** Task item **
Output only the lines of the entries that follow, starting at the one with "pub fn get_mut(&mut" and running down to the one with "const UP: Duration", both included and unchanged.
BEGIN Data for this task
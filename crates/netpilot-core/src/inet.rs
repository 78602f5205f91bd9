//! Inet-condition debouncing.
//!
//! Reachability reports for a network are noisy. Each domain opens a hold on
//! the first report, coalesces everything that arrives while the hold is
//! open, and publishes whatever condition is current when the hold ends.
//! Holds opened by an improving report are shorter than degrading ones.

use std::time::Duration;

use serde::{Deserialize, Serialize};

use crate::types::NetworkType;

/// Conditions above this count as "internet reachable".
pub const INET_CONDITION_UP_THRESHOLD: u8 = 50;

#[derive(Debug, Clone, Copy, PartialEq, Eq, Hash, Serialize, Deserialize)]
#[serde(rename_all = "snake_case")]
pub enum InetDomain {
    /// The active default network.
    Primary,
    /// The non-preferred member of a dual-default pair.
    Other,
}

#[derive(Debug, Clone, Default, PartialEq, Eq, Serialize, Deserialize)]
pub struct InetDomainState {
    pub network: Option<NetworkType>,
    pub condition: u8,
    pub published: u8,
    pub in_flight: bool,
    pub sequence: u64,
}

/// A hold that the caller must schedule to end after `delay`.
#[derive(Debug, Clone, Copy, PartialEq, Eq)]
pub struct Hold {
    pub network: NetworkType,
    pub sequence: u64,
    pub delay: Duration,
}

impl InetDomainState {
    /// Starts tracking `network` from scratch; holds from before are stale.
    pub fn reset(&mut self, network: Option<NetworkType>) {
        self.network = network;
        self.condition = 0;
        self.published = 0;
        self.in_flight = false;
        self.sequence += 1;
    }

    pub fn report(
        &mut self,
        network: NetworkType,
        condition: u8,
        up: Duration,
        down: Duration,
    ) -> Option<Hold> {
        if self.network != Some(network) {
            return None;
        }
        self.condition = condition.min(100);
        if self.in_flight {
            return None;
        }
        self.in_flight = true;
        let delay = if self.condition > INET_CONDITION_UP_THRESHOLD {
            up
        } else {
            down
        };
        Some(Hold {
            network,
            sequence: self.sequence,
            delay,
        })
    }

    /// Closes the hold numbered `sequence`. Returns the condition to publish,
    /// or `None` when the hold is stale, the network dropped, or nothing moved.
    pub fn hold_end(&mut self, sequence: u64, connected: bool) -> Option<u8> {
        if sequence != self.sequence || !self.in_flight {
            return None;
        }
        self.in_flight = false;
        if self.network.is_none() || !connected || self.published == self.condition {
            return None;
        }
        self.published = self.condition;
        Some(self.published)
    }
}

#[derive(Debug, Clone, Default, PartialEq, Eq, Serialize, Deserialize)]
pub struct InetDomains {
    pub primary: InetDomainState,
    pub other: InetDomainState,
}

impl InetDomains {
    pub fn get(&self, domain: InetDomain) -> &InetDomainState {
        match domain {
            InetDomain::Primary => &self.primary,
            InetDomain::Other => &self.other,
        }
    }

    pub fn get_mut(&mut self, domain: InetDomain) -> &mut InetDomainState {
        match domain {
            InetDomain::Primary => &mut self.primary,
            InetDomain::Other => &mut self.other,
        }
    }
}

#[cfg(test)]
mod tests {
    use super::*;

    const UP: Duration = Duration::from_millis(500);
    const DOWN: Duration = Duration::from_millis(3000);

    fn tracking(network: NetworkType) -> InetDomainState {
        let mut state = InetDomainState::default();
        state.reset(Some(network));
        state
    }

    #[test]
    fn reports_coalesce_into_one_hold() {
        let mut state = tracking(NetworkType::WIFI);
        let hold = state.report(NetworkType::WIFI, 30, UP, DOWN).unwrap();
        assert_eq!(hold.delay, DOWN);
        assert!(state.report(NetworkType::WIFI, 80, UP, DOWN).is_none());
        assert!(state.report(NetworkType::WIFI, 40, UP, DOWN).is_none());

        assert_eq!(state.hold_end(hold.sequence, true), Some(40));
        assert_eq!(state.published, 40);
        assert!(!state.in_flight);
    }

    #[test]
    fn improving_report_uses_short_hold() {
        let mut state = tracking(NetworkType::MOBILE);
        assert_eq!(state.report(NetworkType::MOBILE, 100, UP, DOWN).unwrap().delay, UP);
    }

    #[test]
    fn reports_for_other_networks_are_ignored() {
        let mut state = tracking(NetworkType::WIFI);
        assert!(state.report(NetworkType::MOBILE, 100, UP, DOWN).is_none());
        assert_eq!(state.condition, 0);
    }

    #[test]
    fn stale_hold_is_discarded() {
        let mut state = tracking(NetworkType::WIFI);
        let hold = state.report(NetworkType::WIFI, 100, UP, DOWN).unwrap();
        state.reset(Some(NetworkType::WIFI));
        assert_eq!(state.hold_end(hold.sequence, true), None);
        assert_eq!(state.published, 0);
    }

    #[test]
    fn disconnected_network_publishes_nothing() {
        let mut state = tracking(NetworkType::WIFI);
        let hold = state.report(NetworkType::WIFI, 100, UP, DOWN).unwrap();
        assert_eq!(state.hold_end(hold.sequence, false), None);
        assert!(state.report(NetworkType::WIFI, 100, UP, DOWN).is_some());
    }
}
use std::sync::Mutex;

use serde::{Deserialize, Serialize};
use tracing::{debug, info};

#[derive(Debug, Clone, Default, PartialEq, Eq, Serialize, Deserialize)]
pub struct WakelockStatus {
    pub held: bool,
    pub serial: u64,
    pub caused_by: Option<String>,
}

/// The single process-wide hold taken while the default network changes.
/// Each acquisition gets a fresh serial; releases naming an older serial are
/// ignored.
#[derive(Debug, Default)]
pub struct TransitionWakelock {
    inner: Mutex<WakelockStatus>,
}

impl TransitionWakelock {
    pub fn new() -> Self {
        Self::default()
    }

    /// Returns the new serial, or `None` when a hold is already in place.
    pub fn acquire(&self, tag: &str) -> Option<u64> {
        let mut inner = self.inner.lock().unwrap_or_else(|e| e.into_inner());
        if inner.held {
            debug!("Transition wakelock already held by {:?}", inner.caused_by);
            return None;
        }
        inner.held = true;
        inner.serial += 1;
        inner.caused_by = Some(tag.to_string());
        info!("Transition wakelock #{} acquired for {}", inner.serial, tag);
        Some(inner.serial)
    }

    pub fn release(&self, serial: u64) -> bool {
        let mut inner = self.inner.lock().unwrap_or_else(|e| e.into_inner());
        if !inner.held || inner.serial != serial {
            debug!(
                "Ignoring stale wakelock release #{} (current #{})",
                serial, inner.serial
            );
            return false;
        }
        inner.held = false;
        info!(
            "Transition wakelock #{} released ({})",
            serial,
            inner.caused_by.take().unwrap_or_default()
        );
        true
    }

    /// Serial of the hold currently in place.
    pub fn held_serial(&self) -> Option<u64> {
        let inner = self.inner.lock().unwrap_or_else(|e| e.into_inner());
        inner.held.then_some(inner.serial)
    }

    pub fn status(&self) -> WakelockStatus {
        self.inner.lock().unwrap_or_else(|e| e.into_inner()).clone()
    }
}

#[cfg(test)]
mod tests {
    use super::*;

    #[test]
    fn stale_release_is_ignored() {
        let lock = TransitionWakelock::new();
        let first = lock.acquire("failover").unwrap();
        assert!(lock.acquire("again").is_none());
        assert!(lock.release(first));

        let second = lock.acquire("switch").unwrap();
        assert_ne!(first, second);
        assert!(!lock.release(first));
        assert_eq!(lock.held_serial(), Some(second));
        assert!(lock.release(second));
        assert!(!lock.status().held);
    }
}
END Data for this task
** Result **
    pub fn get_mut(&mut self, domain: InetDomain) -> &mut InetDomainState {
        match domain {
            InetDomain::Primary => &mut self.primary,
            InetDomain::Other => &mut self.other,
        }
    }
}

#[cfg(test)]
mod tests {
    use super::*;

    const UP: Duration = Duration::from_millis(500);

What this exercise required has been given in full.